Re: Evaluating unary *

cr88192 wrote:

"James Kuyper" <jameskuyper@xxxxxxxxxxx> wrote in message news:D5Bsj.149$xh.97@xxxxxxxxxxx
cr88192 wrote:
...
int arr[12];

'arr' exists, and is a 1D array.
'&arr' creates a 2D array ('int _[1][12]').

&arr doesn't create anything. It has a value which points at arr. That value can be used with the same syntax as would be used to access a 2D array of the kind you're referring to, but that 2D array is just a different way of looking as the same object that was already created by the definition of 'arr'.


by this reasoning, depending on where "arr" is, it is not "created" at all...

No, it is created by the line where arr is defined.

but, from the POV of the implementation, we have a "new" array that just so happens to overlap the same space as the old array (and isn't as such bound to a variable).

It's not a new array in the old location, but the same old array seen from a different point of view. Any need to set aside memory to keep
track of the details of this new point of view is implementation specific, and has nothing to do with C itself. For most conventional implementations, the expression &arr requires no special handling beyond insertion of the appropriate address into a suitable register. The fact that some implementation chooses to do something more complicated is not relevant as far as the C standard is concerned.

arr[0] is an lvalue, but 'arr' itself is not an lvalue.
to me, it makes sense to return a pointer to the first value of an array, but to return the address of the pointer to the first value of an array (what is implied, but is an incorrect interpretation in this case), is not directly possible as such.

I agree that it's incorrect; I can't figure out why you consider that it's implied. What you describe would be represented by the illegal code &&arr[0], not &arr.


(except that '&&arr[0]' wouldn't parse as such...).

It should parse; it's a constraint violation, not a syntax error. As I
said less precisely: "illegal code" - a diagnostic is required. The behavior is undefined, precisely because the behavior that would otherwise have been defined for this construct becomes meaningless for precisely the reasons you incorrectly ascribe to &arr.

....
I am not denying what is valid according to the standard (the '&arr' construction makes sense in the context of the standard, and also in the abstract typesystem), what I am arguing is that it is counter-intuitive and problematic implementation-wise (aka: an ugly hack...).

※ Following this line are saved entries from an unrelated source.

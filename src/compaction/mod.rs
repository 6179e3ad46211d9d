//! Compaction planning and telemetry.
//!
//! A stack accumulates one table per addition; without merging, read
//! amplification grows linearly in the number of writes. The planner in
//! this module keeps the table count logarithmic by maintaining a
//! geometric size sequence: walking from the newest table backwards,
//! every table should be at least `factor` times larger than everything
//! newer than it combined. Where that property breaks, the planner
//! proposes the widest contiguous segment whose merge restores it.
//!
//! Sizes are measured in record counts, which additions produce in O(1)
//! from table footers.
//!
//! The executor itself lives with the stack (it needs the lock protocol
//! and the manifest); this module holds the pure pieces: the planner,
//! the [`CompactionStats`] counters, and the [`LogExpiry`] policy.


use std::ops::Range;

/// Geometric factor used when the caller passes 0.
pub const DEFAULT_GEOMETRIC_FACTOR: u8 = 2;

// ------------------------------------------------------------------------------------------------
// CompactionStats
// ------------------------------------------------------------------------------------------------

/// Counters describing compaction activity on one stack handle.
///
/// Auto-compaction runs after every addition and is allowed to fail
/// without failing the addition; these counters are the only place such
/// failures become observable.
#[derive(Debug, Clone, Copy, Default, PartialEq, Eq)]
pub struct CompactionStats {
    /// Number of compaction attempts, explicit and automatic.
    pub attempts: u64,

    /// Number of attempts that ended in an error.
    pub failures: u64,

    /// Total records written into replacement tables.
    pub entries_written: u64,
}

// ------------------------------------------------------------------------------------------------
// LogExpiry
// ------------------------------------------------------------------------------------------------

/// Reflog expiry policy applied while compacting.
///
/// Log entries strictly below either bound are dropped from the merged
/// output. A zero bound is inactive.
#[derive(Debug, Clone, Copy, Default)]
pub struct LogExpiry {
    /// Drop live log entries with `time` strictly below this wall-clock
    /// lower bound (seconds since the UNIX epoch).
    pub time: u64,

    /// Drop log records with `update_index` strictly below this bound.
    pub min_update_index: u64,
}

// ------------------------------------------------------------------------------------------------
// Planner
// ------------------------------------------------------------------------------------------------

/// Proposes a half-open range of adjacent tables to merge, or `None`
/// when the sequence is already geometric.
///
/// `sizes` lists record counts in stack order, oldest first. The oldest
/// table (index 0) can never be the *end* of a segment: there is nothing
/// older to fold it into.
///
/// The segment end is the newest boundary violation: the highest `i`
/// whose predecessor is not at least `factor` times larger than
/// `sizes[i]`. From there the segment grows backwards, absorbing every
/// predecessor that fails to dominate the accumulated merge size by
/// `factor`. Growing backwards as far as possible merges the most tables
/// per rewrite, so repeated small merges of the same young tables are
/// avoided.
pub fn suggest_compaction_segment(sizes: &[u64], factor: u8) -> Option<Range<usize>> {
    let factor = u64::from(if factor == 0 {
        DEFAULT_GEOMETRIC_FACTOR
    } else {
        factor
    });

    // Zero or one table is geometric by definition.
    if sizes.len() <= 1 {
        return None;
    }

    let mut end = 0usize;
    let mut bytes = 0u64;
    for i in (1..sizes.len()).rev() {
        if sizes[i - 1] < sizes[i].saturating_mul(factor) {
            end = i + 1;
            bytes = sizes[i];
            break;
        }
    }
    if end == 0 {
        return None;
    }

    let mut start = end - 1;
    for i in (1..end).rev() {
        let merged = bytes;
        if sizes[i - 1] < merged.saturating_mul(factor) {
            start = i - 1;
            bytes = bytes.saturating_add(sizes[i - 1]);
        }
    }

    Some(start..end)
}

my original response was me being unaware that implementations were able to pull it off (or that people actually wrote such things and expected them to work...).

This is a very elementary part of C; I've used it routinely on many
occasions. I'd be very surprised at a compiler which failed to correctly implement it.

....
The expression &arr doesn't involve the creation of any pointer value which points at the first element of arr. It does create a pointer value which points at arr itself, and treats the entirety of arr as the first element in an array containing exactly one element of type int[12]. However, that's not a change in type to an existing pointer, that's the creation of a brand-new pointer.


no.
in terms of implementation, it is exactly the reverse of this:
we can regard int[12] and int[1][12] as different types;
however, if arr is at, for example, 0x403C0000, &arr will tend to have exactly the same address.

The value of the expression &arr is a pointer value; that value doesn't have an address at which it is stored, at least as far as standard C is concerned. It is not an lvalue, and it is therefore a constraint violation to even attempt to determine it's address. Depending on the
implementation, the closest thing it will have to an 'address' is a
register number.

eg:
assert(((void *)arr)==((void *)(&arr)));

That works because in the first context arr is an expression of array type which is converted into a pointer to its first element. In the second context, since it is the direct operand of the '&' operator, no such conversion occurs, and the result is a pointer to the array itself. Those two pointers, suitably converted, should indeed compare equal because they point at the same location in memory, though I can't find a citation from the standard which explicitly says so. There an explicit statement of such a requirement for a structure and it's first member, there should be similar wording for an array and it's first element, but I'm having trouble finding it.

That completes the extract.